Look through the listing and locate every line containing the word "LoadBalancerSettings"; copy those lines.
========================================
//! Load balancing across nodes and scoping of local proof of work.

use std::sync::atomic::AtomicUsize;
use std::sync::atomic::Ordering;
use std::sync::Arc;
use std::time::Duration;

use dioxus_logger::tracing;
use parking_lot::Mutex;

use crate::config::NetworkConfiguration;
use crate::config::NodeConfiguration;
use crate::network::Network;
use crate::ApiError;

/// Performs `attachToTangle` without a node.
///
/// Implementations are expected to be CPU bound; callers decide which
/// executor runs them.
pub trait PowProvider: Send + Sync {
    /// Returns the attached trytes, in the order given.
    fn attach_to_tangle(
        &self,
        trunk_transaction: &str,
        branch_transaction: &str,
        min_weight_magnitude: u8,
        trytes: &[String],
    ) -> Result<Vec<String>, ApiError>;

    fn name(&self) -> &str;

    /// Called when the provider becomes active for a submission.
    fn on_attach(&self) {}

    /// Called once the submission that activated it has finished.
    fn on_detach(&self) {}
}

/// The node list for one network, the round-robin cursor over it and the
/// optional local proof of work override.
pub struct LoadBalancerSettings {
    network: Network,
    nodes: Vec<NodeConfiguration>,
    cursor: AtomicUsize,
    timeout: Duration,
    pow: Mutex<PowSlot>,
}

/// The installed provider and how many live guards share it.
#[derive(Default)]
struct PowSlot {
    provider: Option<Arc<dyn PowProvider>>,
    holders: usize,
}

impl std::fmt::Debug for LoadBalancerSettings {
    fn fmt(&self, f: &mut std::fmt::Formatter<'_>) -> std::fmt::Result {
        f.debug_struct("LoadBalancerSettings")
            .field("network", &self.network)
            .field("nodes", &self.nodes)
            .field("timeout", &self.timeout)
            .field("pow", &self.pow.lock().provider.as_ref().map(|p| p.name().to_string()))
            .finish()
    }
}

impl LoadBalancerSettings {
    pub fn new(config: &NetworkConfiguration) -> Self {
        Self {
            network: config.network,
            nodes: config.nodes.clone(),
            cursor: AtomicUsize::new(0),
            timeout: Duration::from_secs(config.timeout_secs),
            pow: Mutex::new(PowSlot::default()),
        }
    }

    pub fn network(&self) -> Network {
        self.network
    }

    pub fn nodes(&self) -> &[NodeConfiguration] {
        &self.nodes
    }

    pub fn timeout(&self) -> Duration {
        self.timeout
    }

    /// The nodes in the order they should be tried for the next request.
    ///
    /// Each call advances the starting node by one, so consecutive requests
    /// spread across the list while every request can still fail over to
    /// every node.
    pub fn rotation(&self) -> Vec<&NodeConfiguration> {
        if self.nodes.is_empty() {
            return Vec::new();
        }
        let start = self.cursor.fetch_add(1, Ordering::Relaxed) % self.nodes.len();
        self.nodes[start..].iter().chain(&self.nodes[..start]).collect()
    }

    /// The provider currently overriding the nodes' `attachToTangle`.
    pub fn pow_provider(&self) -> Option<Arc<dyn PowProvider>> {
        self.pow.lock().provider.clone()
    }

    /// The first holder installs `provider`; later holders share whatever
    /// is already installed.
    fn acquire_pow(&self, provider: &Arc<dyn PowProvider>) {
        let mut slot = self.pow.lock();
        if slot.holders == 0 {
            slot.provider = Some(provider.clone());
        }
        slot.holders += 1;
    }

    /// The last holder to leave uninstalls the provider.
    fn release_pow(&self) {
        let mut slot = self.pow.lock();
        slot.holders = slot.holders.saturating_sub(1);
        if slot.holders == 0 {
            slot.provider = None;
        }
    }
}

/// Keeps a local proof of work provider installed on a
/// [`LoadBalancerSettings`] for as long as the guard lives.
///
/// Guards on the same settings may overlap and be dropped in any order:
/// the provider stays installed until the last of them is dropped. Each
/// guard calls [`PowProvider::on_detach`] once when it is dropped, on both
/// the success and error paths of whatever ran inside the scope.
#[must_use = "local proof of work is detached as soon as the guard is dropped"]
pub struct LocalPowGuard {
    settings: Arc<LoadBalancerSettings>,
    active: Option<Arc<dyn PowProvider>>,
}

impl LocalPowGuard {
    /// Installs `provider`. With `None` the nodes' own `attachToTangle` is
    /// used and dropping the guard does nothing.
    pub fn enable(settings: Arc<LoadBalancerSettings>, provider: Option<Arc<dyn PowProvider>>) -> Self {
        if let Some(p) = &provider {
            tracing::info!("enabling local pow provider {} on {}", p.name(), settings.network());
            p.on_attach();
            settings.acquire_pow(p);
        }
        Self {
            settings,
            active: provider,
        }
    }
}

impl Drop for LocalPowGuard {
    fn drop(&mut self) {
        if let Some(provider) = self.active.take() {
            self.settings.release_pow();
            provider.on_detach();
            tracing::info!("disabled local pow provider {}", provider.name());
        }
    }
}

#[cfg(test)]
pub(crate) mod tests {
    use super::*;

    /// Counts hook calls and echoes the trytes back.
    #[derive(Default)]
    pub struct CountingPow {
        pub attached: AtomicUsize,
        pub detached: AtomicUsize,
    }

    impl PowProvider for CountingPow {
        fn attach_to_tangle(
            &self,
            _trunk: &str,
            _branch: &str,
            _mwm: u8,
            trytes: &[String],
        ) -> Result<Vec<String>, ApiError> {
            Ok(trytes.to_vec())
        }

        fn name(&self) -> &str {
            "counting"
        }

        fn on_attach(&self) {
            self.attached.fetch_add(1, Ordering::SeqCst);
        }

        fn on_detach(&self) {
            self.detached.fetch_add(1, Ordering::SeqCst);
        }
    }

    fn settings() -> Arc<LoadBalancerSettings> {
        let mut config = NetworkConfiguration::default_for(Network::Devnet);
        config.nodes = vec![
            NodeConfiguration::new("http://a", 3, 9),
            NodeConfiguration::new("http://b", 3, 9),
            NodeConfiguration::new("http://c", 3, 9),
        ];
        Arc::new(LoadBalancerSettings::new(&config))
    }

    #[test]
    fn rotation_advances_start_node() {
        let settings = settings();
        let providers = |s: &LoadBalancerSettings| {
            s.rotation()
                .into_iter()
                .map(|n| n.provider.clone())
                .collect::<Vec<_>>()
        };
        assert_eq!(providers(&settings), ["http://a", "http://b", "http://c"]);
        assert_eq!(providers(&settings), ["http://b", "http://c", "http://a"]);
        assert_eq!(providers(&settings), ["http://c", "http://a", "http://b"]);
        assert_eq!(providers(&settings), ["http://a", "http://b", "http://c"]);
    }

    #[test]
    fn guard_detaches_exactly_once() {
        let settings = settings();
        let pow = Arc::new(CountingPow::default());

        {
            let _guard = LocalPowGuard::enable(settings.clone(), Some(pow.clone()));
            assert_eq!(pow.attached.load(Ordering::SeqCst), 1);
            assert!(settings.pow_provider().is_some());
        }

        assert_eq!(pow.detached.load(Ordering::SeqCst), 1);
        assert!(settings.pow_provider().is_none());
    }

    #[test]
    fn guard_detaches_on_error_path() {
        let settings = settings();
        let pow = Arc::new(CountingPow::default());

        let run = || -> Result<(), ApiError> {
            let _guard = LocalPowGuard::enable(settings.clone(), Some(pow.clone()));
            anyhow::bail!("node rejected the bundle")
        };
        assert!(run().is_err());

        assert_eq!(pow.attached.load(Ordering::SeqCst), 1);
        assert_eq!(pow.detached.load(Ordering::SeqCst), 1);
        assert!(settings.pow_provider().is_none());
    }

    #[test]
    fn guard_without_provider_is_inert() {
        let settings = settings();
        let guard = LocalPowGuard::enable(settings.clone(), None);
        assert!(settings.pow_provider().is_none());
        drop(guard);
        assert!(settings.pow_provider().is_none());
    }

    #[test]
    fn overlapping_guards_keep_provider_until_last_drop() {
        let settings = settings();
        let pow = Arc::new(CountingPow::default());

        let first = LocalPowGuard::enable(settings.clone(), Some(pow.clone()));
        let second = LocalPowGuard::enable(settings.clone(), Some(pow.clone()));

        // Dropped in creation order, not reverse.
        drop(first);
        assert!(settings.pow_provider().is_some());
        assert_eq!(pow.detached.load(Ordering::SeqCst), 1);

        drop(second);
        assert!(settings.pow_provider().is_none());
        assert_eq!(pow.attached.load(Ordering::SeqCst), 2);
        assert_eq!(pow.detached.load(Ordering::SeqCst), 2);

        let again = LocalPowGuard::enable(settings.clone(), Some(pow.clone()));
        assert!(settings.pow_provider().is_some());
        drop(again);
        assert!(settings.pow_provider().is_none());
    }
}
========================================
» **Solution for this exercise**
pub struct LoadBalancerSettings {
impl std::fmt::Debug for LoadBalancerSettings {
        f.debug_struct("LoadBalancerSettings")
impl LoadBalancerSettings {
/// [`LoadBalancerSettings`] for as long as the guard lives.
    settings: Arc<LoadBalancerSettings>,
    pub fn enable(settings: Arc<LoadBalancerSettings>, provider: Option<Arc<dyn PowProvider>>) -> Self {
    fn settings() -> Arc<LoadBalancerSettings> {
        Arc::new(LoadBalancerSettings::new(&config))
        let providers = |s: &LoadBalancerSettings| {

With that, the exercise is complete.